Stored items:
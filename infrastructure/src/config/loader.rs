//! Configuration file loader with multi-source merging

use super::file_config::FileConfig;
use figment::{
    Figment,
    providers::{Env, Format, Serialized, Toml},
};
use std::path::{Path, PathBuf};

/// Project-level config file, looked up in the working directory
pub const PROJECT_CONFIG_FILE: &str = "combiner.toml";

/// Prefix for environment overrides, e.g. `LLM_COMBINER_PROVIDER__BASE_URL`
pub const ENV_PREFIX: &str = "LLM_COMBINER_";

/// Configuration loader that handles file discovery and merging
pub struct ConfigLoader;

impl ConfigLoader {
    /// Load configuration from all sources with proper priority
    ///
    /// Priority (highest to lowest):
    /// 1. Explicit config path (if provided)
    /// 2. `LLM_COMBINER_*` environment variables
    /// 3. Project root: `./combiner.toml`
    /// 4. Global: `$XDG_CONFIG_HOME/llm-combiner/config.toml`
    /// 5. Default values
    pub fn load(config_path: Option<&Path>) -> Result<FileConfig, Box<figment::Error>> {
        Self::figment(config_path).extract().map_err(Box::new)
    }

    fn figment(config_path: Option<&Path>) -> Figment {
        let mut figment = Figment::new().merge(Serialized::defaults(FileConfig::default()));

        if let Some(global_path) = Self::global_config_path()
            && global_path.exists()
        {
            figment = figment.merge(Toml::file(&global_path));
        }

        if let Some(project_path) = Self::project_config_path() {
            figment = figment.merge(Toml::file(project_path));
        }

        figment = figment.merge(Env::prefixed(ENV_PREFIX).split("__"));

        if let Some(path) = config_path {
            figment = figment.merge(Toml::file(path));
        }

        figment
    }

    /// Load only default configuration (for --no-config)
    pub fn load_defaults() -> FileConfig {
        FileConfig::default()
    }

    /// `$XDG_CONFIG_HOME/llm-combiner/config.toml` (or the platform equivalent)
    pub fn global_config_path() -> Option<PathBuf> {
        dirs::config_dir().map(|d| d.join("llm-combiner").join("config.toml"))
    }

    /// Get the project-level config file path (if it exists)
    pub fn project_config_path() -> Option<PathBuf> {
        let path = PathBuf::from(PROJECT_CONFIG_FILE);
        path.exists().then_some(path)
    }

    /// Describe the config file locations being used (for debugging)
    pub fn describe_sources(config_path: Option<&Path>) -> Vec<String> {
        let mark = |found: bool| if found { "[FOUND]" } else { "[     ]" };
        let mut lines = vec!["Configuration sources (in priority order):".to_string()];

        if let Some(path) = config_path {
            lines.push(format!("  {} Explicit: {}", mark(path.exists()), path.display()));
        }
        lines.push(format!("  [     ] Env:     {}*", ENV_PREFIX));
        lines.push(format!(
            "  {} Project: ./{}",
            mark(Self::project_config_path().is_some()),
            PROJECT_CONFIG_FILE
        ));
        if let Some(path) = Self::global_config_path() {
            lines.push(format!("  {} Global:  {}", mark(path.exists()), path.display()));
        }
        lines.push("  [     ] Default: built-in defaults".to_string());
        lines
    }
}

__What is being asked__: Pull out every line above that holds the word "Serialized".

__Answer for this exercise__:
    providers::{Env, Format, Serialized, Toml},
        let mut figment = Figment::new().merge(Serialized::defaults(FileConfig::default()));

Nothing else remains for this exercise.